Weight Recurrence in Individuals Undergoing Bariatric Surgery According to Different Cutoff Points and its Association with Cardiometabolic Risk Variables.

作者信息

Giovanino Accetta Victor, da Silva Alessandra, Lopes Pinto Sônia

机构信息

Postgraduate Program in Health Sciences, Federal University of Tocantins, Palmas, Brazil.

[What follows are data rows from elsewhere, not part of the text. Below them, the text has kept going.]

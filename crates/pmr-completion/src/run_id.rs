//! Run-id format: `YYYYMMDD-HHmmss-MMM-<shortsha>-<cmdHash>` (spec.md §4.4).
//!
//! The completion protocol never constructs a run id itself — each QA gate
//! stamps its own result with one, typically derived from wall-clock time
//! plus the commit and command that produced it. This module only
//! validates shape, since AC2/AC4 need to compare run ids for equality,
//! not reconstruct them.

use once_cell::sync::Lazy;
use regex::Regex;

static RUN_ID_PATTERN: Lazy<Regex> = Lazy::new(|| {
    Regex::new(r"^\d{8}-\d{6}-\d{3}-[0-9a-f]{7,40}-[0-9a-f]{8,64}$").expect("valid regex")
});

#[must_use]
pub fn is_well_formed(run_id: &str) -> bool {
    RUN_ID_PATTERN.is_match(run_id)
}
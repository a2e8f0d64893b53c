//! Review Loop: re-prompts the executor until its output satisfies every
//! quality criterion or the iteration budget is exhausted (spec.md §4.3).
//!
//! A policy evaluates a set of named conditions against accumulated
//! evidence and returns a verdict, generalized here from a single
//! pass/fail gate into an iterate-until-pass loop that owns re-invoking
//! the executor itself, via
//! the [`ReviewExecutor`] trait rather than a concrete dependency on
//! `pmr-executor` (keeping this crate usable in isolation and in tests).

pub mod criteria;
pub mod error;
pub mod goal_drift;
pub mod prompt;
pub mod types;

pub use criteria::{CriterionId, CriterionOutcome};
pub use error::ReviewError;
pub use prompt::{DefaultModificationPromptAssembler, ModificationPromptAssembler};
pub use types::{IterationRecord, Judgment};

use async_trait::async_trait;
use chrono::Utc;
use pmr_types::{BlockedReason, ExecutorResult, ExecutorStatus};
use std::time::Duration;

/// Small pause before a RETRY re-invokes with the same prompt (spec.md
/// §4.3): long enough to let a transient failure (a flaky spawn, a
/// momentary timeout) clear without the loop re-running back to back.
const RETRY_DELAY: Duration = Duration::from_millis(500);

/// Decouples the loop from any particular executor implementation so it can
/// be driven by `pmr-executor`'s `TaskExecutor` in production and by a
/// scripted stub in tests.
#[async_trait]
pub trait ReviewExecutor: Send + Sync {
    async fn run_with_prompt(&self, prompt: &str) -> Result<ExecutorResult, ReviewError>;
}

/// What to do once `max_iterations` is exhausted without a PASS.
#[derive(Debug, Clone, Copy, PartialEq, Eq)]
pub enum EscalationPolicy {
    /// Report the last result as INCOMPLETE; the task may be retried later.
    ToIncomplete,
    /// Report the last result as an ERROR; the task needs operator attention.
    ToError,
}

impl From<EscalationPolicy> for ExecutorStatus {
    fn from(policy: EscalationPolicy) -> Self {
        match policy {
            EscalationPolicy::ToIncomplete => ExecutorStatus::Incomplete,
            EscalationPolicy::ToError => ExecutorStatus::Error,
        }
    }
}

pub struct ReviewLoopConfig {
    pub max_iterations: u32,
    pub escalate_on_max: EscalationPolicy,
    pub goal_drift_guard_active: bool,
    pub assembler: Box<dyn ModificationPromptAssembler>,
}

impl Default for ReviewLoopConfig {
    fn default() -> Self {
        Self {
            max_iterations: 3,
            escalate_on_max: EscalationPolicy::ToIncomplete,
            goal_drift_guard_active: false,
            assembler: Box::new(DefaultModificationPromptAssembler),
        }
    }
}

pub struct ReviewOutcome {
    pub final_result: ExecutorResult,
    pub final_judgment: Judgment,
    pub iterations: Vec<IterationRecord>,
    pub escalated: bool,
    /// Set only when `escalated` is true: the status
    /// `config.escalate_on_max` maps the exhausted/non-retryable outcome
    /// onto (spec.md §4.3 "if escalate_on_max -> INCOMPLETE; else ERROR").
    /// Callers deriving a session-level status from this outcome must
    /// prefer this over `final_result.status` whenever it is set.
    pub escalated_status: Option<ExecutorStatus>,
}

pub struct ReviewLoop<E: ReviewExecutor> {
    executor: E,
    config: ReviewLoopConfig,
}

impl<E: ReviewExecutor> ReviewLoop<E> {
    pub fn new(executor: E, config: ReviewLoopConfig) -> Self {
        Self { executor, config }
    }

    /// Runs `original_prompt` through the executor, reviewing and
    /// re-prompting until PASS or the iteration budget runs out.
    pub async fn run(&self, original_prompt: &str) -> Result<ReviewOutcome, ReviewError> {
        let mut iterations = Vec::new();
        let mut current_prompt = original_prompt.to_string();
        let mut last_result: Option<ExecutorResult> = None;

        for iteration in 1..=self.config.max_iterations {
            let started_at = Utc::now();
            let result = self
                .executor
                .run_with_prompt(&current_prompt)
                .await
                .map_err(|err| match err {
                    ReviewError::ExecutorFailed { reason, .. } => ReviewError::ExecutorFailed { iteration, reason },
                    other => other,
                })?;

            let mut outcomes = criteria::evaluate_all(&result);
            if self.config.goal_drift_guard_active {
                outcomes.extend(goal_drift::evaluate_all(original_prompt, &result));
            }

            let judgment = judge(&result, &outcomes);
            let ended_at = Utc::now();
            let rejection_details: Vec<String> = outcomes
                .iter()
                .filter(|o| !o.passed)
                .map(|o| o.detail.clone())
                .collect();

            iterations.push(IterationRecord {
                iteration,
                started_at,
                ended_at,
                judgment,
                criteria_results: outcomes,
                rejection_details: rejection_details.clone(),
            });

            let is_last_iteration = iteration == self.config.max_iterations;
            match judgment {
                Judgment::Pass => {
                    return Ok(ReviewOutcome {
                        final_result: result,
                        final_judgment: Judgment::Pass,
                        iterations,
                        escalated: false,
                        escalated_status: None,
                    });
                }
                Judgment::Retry if !is_last_iteration => {
                    tokio::time::sleep(RETRY_DELAY).await;
                    last_result = Some(result);
                }
                Judgment::Reject if !is_last_iteration => {
                    current_prompt = self.config.assembler.build(original_prompt, &rejection_details);
                    last_result = Some(result);
                }
                _ => {
                    return Ok(ReviewOutcome {
                        final_result: result,
                        final_judgment: judgment,
                        iterations,
                        escalated: true,
                        escalated_status: Some(self.config.escalate_on_max.into()),
                    });
                }
            }
        }

        // Unreachable when max_iterations >= 1, kept for exhaustiveness.
        Ok(ReviewOutcome {
            final_result: last_result.expect("at least one iteration always runs"),
            final_judgment: Judgment::Reject,
            iterations,
            escalated: true,
            escalated_status: Some(self.config.escalate_on_max.into()),
        })
    }
}

/// PASS when every mandatory criterion passes. A transient failure
/// (ERROR/BLOCKED status, or a "timeout" marker in the output) is RETRY —
/// the same prompt may succeed if re-run. Anything else is REJECT, meaning
/// the prompt itself needs modification before the next attempt.
fn judge(result: &ExecutorResult, outcomes: &[CriterionOutcome]) -> Judgment {
    if outcomes.iter().all(|o| o.passed) {
        return Judgment::Pass;
    }

    let is_transient = matches!(result.status, ExecutorStatus::Error | ExecutorStatus::Blocked)
        || matches!(result.blocked_reason, Some(BlockedReason::Timeout))
        || result.output.to_lowercase().contains("timeout");

    if is_transient {
        Judgment::Retry
    } else {
        Judgment::Reject
    }
}

#[cfg(test)]
mod tests {
    use super::*;
    use std::sync::atomic::{AtomicU32, Ordering};
    use std::sync::Mutex;

    struct ScriptedExecutor {
        responses: Mutex<Vec<ExecutorResult>>,
        calls: AtomicU32,
        prompts_seen: Mutex<Vec<String>>,
    }

    impl ScriptedExecutor {
        fn new(responses: Vec<ExecutorResult>) -> Self {
            Self {
                responses: Mutex::new(responses),
                calls: AtomicU32::new(0),
                prompts_seen: Mutex::new(Vec::new()),
            }
        }
    }

    #[async_trait]
    impl ReviewExecutor for ScriptedExecutor {
        async fn run_with_prompt(&self, prompt: &str) -> Result<ExecutorResult, ReviewError> {
            self.calls.fetch_add(1, Ordering::SeqCst);
            self.prompts_seen.lock().unwrap().push(prompt.to_string());
            let mut responses = self.responses.lock().unwrap();
            Ok(responses.remove(0))
        }
    }

    fn complete_with_file(path: &str) -> ExecutorResult {
        ExecutorResult {
            executed: true,
            output: "Wrote the file.".into(),
            files_modified: vec![path.to_string()],
            verified_files: vec![pmr_types::VerifiedFile {
                path: path.to_string(),
                exists: true,
                size: Some(10),
                content_preview: Some("hello".into()),
            }],
            unverified_files: Vec::new(),
            duration_ms: 10,
            status: ExecutorStatus::Complete,
            working_directory: std::path::PathBuf::from("."),
            blocked_reason: None,
            terminated_by: None,
            clarification: None,
        }
    }

    fn reject_with_todo() -> ExecutorResult {
        ExecutorResult {
            executed: true,
            output: "// TODO: finish later".into(),
            files_modified: Vec::new(),
            verified_files: Vec::new(),
            unverified_files: Vec::new(),
            duration_ms: 5,
            status: ExecutorStatus::Complete,
            working_directory: std::path::PathBuf::from("."),
            blocked_reason: None,
            terminated_by: None,
            clarification: None,
        }
    }

    fn error_result() -> ExecutorResult {
        ExecutorResult {
            executed: true,
            output: "spawn failed".into(),
            files_modified: Vec::new(),
            verified_files: Vec::new(),
            unverified_files: Vec::new(),
            duration_ms: 1,
            status: ExecutorStatus::Error,
            working_directory: std::path::PathBuf::from("."),
            blocked_reason: None,
            terminated_by: None,
            clarification: None,
        }
    }

    #[tokio::test]
    async fn passes_immediately_when_first_attempt_is_clean() {
        let executor = ScriptedExecutor::new(vec![complete_with_file("README.md")]);
        let review = ReviewLoop::new(executor, ReviewLoopConfig::default());
        let outcome = review.run("Create README.md").await.unwrap();
        assert_eq!(outcome.final_judgment, Judgment::Pass);
        assert_eq!(outcome.iterations.len(), 1);
        assert!(!outcome.escalated);
    }

    #[tokio::test]
    async fn rejects_then_passes_on_second_attempt() {
        let executor = ScriptedExecutor::new(vec![reject_with_todo(), complete_with_file("README.md")]);
        let review = ReviewLoop::new(executor, ReviewLoopConfig::default());
        let outcome = review.run("Create README.md").await.unwrap();
        assert_eq!(outcome.final_judgment, Judgment::Pass);
        assert_eq!(outcome.iterations.len(), 2);
        assert_eq!(outcome.iterations[0].judgment, Judgment::Reject);
    }

    #[tokio::test]
    async fn retry_reuses_the_original_prompt_unmodified() {
        let executor = ScriptedExecutor::new(vec![error_result(), complete_with_file("README.md")]);
        let review = ReviewLoop::new(executor, ReviewLoopConfig::default());
        let outcome = review.run("Create README.md").await.unwrap();
        assert_eq!(outcome.iterations[0].judgment, Judgment::Retry);
        assert_eq!(outcome.final_judgment, Judgment::Pass);
        let prompts = review.executor.prompts_seen.lock().unwrap();
        assert_eq!(prompts.len(), 2);
        assert_eq!(prompts[0], "Create README.md");
        assert_eq!(prompts[1], "Create README.md");
    }

    #[tokio::test]
    async fn escalates_to_incomplete_after_exhausting_budget() {
        let executor =
            ScriptedExecutor::new(vec![reject_with_todo(), reject_with_todo(), reject_with_todo()]);
        let config = ReviewLoopConfig {
            max_iterations: 3,
            ..ReviewLoopConfig::default()
        };
        let review = ReviewLoop::new(executor, config);
        let outcome = review.run("Create README.md").await.unwrap();
        assert_eq!(outcome.iterations.len(), 3);
        assert!(outcome.escalated);
        assert_eq!(outcome.final_judgment, Judgment::Reject);
    }
}
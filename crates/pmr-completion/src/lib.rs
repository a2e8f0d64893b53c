//! Completion Protocol (spec.md §4.4): judges whether a run's accumulated
//! QA gate results are COMPLETE, FAILING, or NO_EVIDENCE, enforcing run-id
//! freshness and consistency rather than trusting whatever gate results a
//! caller happens to hand it.

pub mod error;
pub mod parsers;
pub mod protocol;
pub mod run_id;
pub mod types;

pub use error::CompletionError;
pub use parsers::{extract_failing_tests, FailingTest, TestScope};
pub use protocol::judge_completion;
pub use types::{CompletionVerdict, FinalStatus, GateResult, GateSummary};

Oswaldo Cruz Foundation, Rio de Janeiro, Brazil.

出版信息

Obes Surg. 2025 Jun 21. doi: 10.1007/s11695-025-08010-4.

Abstract

INTRODUCTION

Bariatric surgery is effective in treating severe obesity, but weight recurrence (WR) after the procedure is a growing concern. The lack of consensus on cutoff points to define WR and its association with comorbidities is still a gap in the literature.

OBJECTIVE

To evaluate the prevalence of WR obtained through different cutoff points in patients who underwent bariatric surgery and its association with cardiometabolic risk markers.

METHODS

A cross-sectional observational study was carried out with patients who underwent bariatric surgery more than two years ago through the public health system from 2011 to 2019. Data collection was performed in person and remotely, with an assessment of anthropometric and metabolic variables. WR was analyzed in different percentages (15%, 25%, 35%, 45%) and associated with metabolic and biochemical variables.

RESULTS

Ninety-five individuals participated in this study; 84.2% were women aged 43 years (range 22 to 66 years). Individuals with WR ≥ 15% had significantly higher insulin and HOMA-IR values vs. WR < 15%, while those with WR ≥ 25% also had reduced ferritin levels and higher TyG index values vs. WR < 25%. For the first time, it was observed that subjects with WR ≥ 35% had higher triglyceride levels vs. WR < 35%. No significant difference in metabolic variables was observed when WR ≥ 35% was compared with WR ≥ 45%.

CONCLUSION

WR ≥ 15% was associated with some cardiometabolic risk markers, and these remain as WR increases.

摘要

引言

减重手术在治疗重度肥胖方面有效,但术后体重复发(WR)问题日益受到关注。目前对于定义WR的切点以及WR与合并症之间的关联缺乏共识,这仍是文献中的一个空白。

目的

评估接受减重手术患者通过不同切点得出的WR患病率及其与心脏代谢风险标志物的关联。

方法

对2011年至2019年通过公共卫生系统接受减重手术超过两年的患者进行了一项横断面观察性研究。通过面对面和远程方式收集数据,评估人体测量和代谢变量。对不同百分比(15%、25%、35%、45%)的WR进行分析,并与代谢和生化变量相关联。

结果

95名个体参与了本研究;84.2%为43岁(范围22至66岁)的女性。WR≥15%的个体与WR<15%的个体相比,胰岛素和HOMA-IR值显著更高,而WR≥25%的个体与WR<25%的个体相比,铁蛋白水平降低且TyG指数值更高。首次观察到WR≥35%的受试者与WR<35%的受试者相比,甘油三酯水平更高。将WR≥35%与WR≥45%进行比较时,未观察到代谢变量有显著差异。

结论

WR≥15%与一些心脏代谢风险标志物相关,且随着WR增加这些标志物依然存在。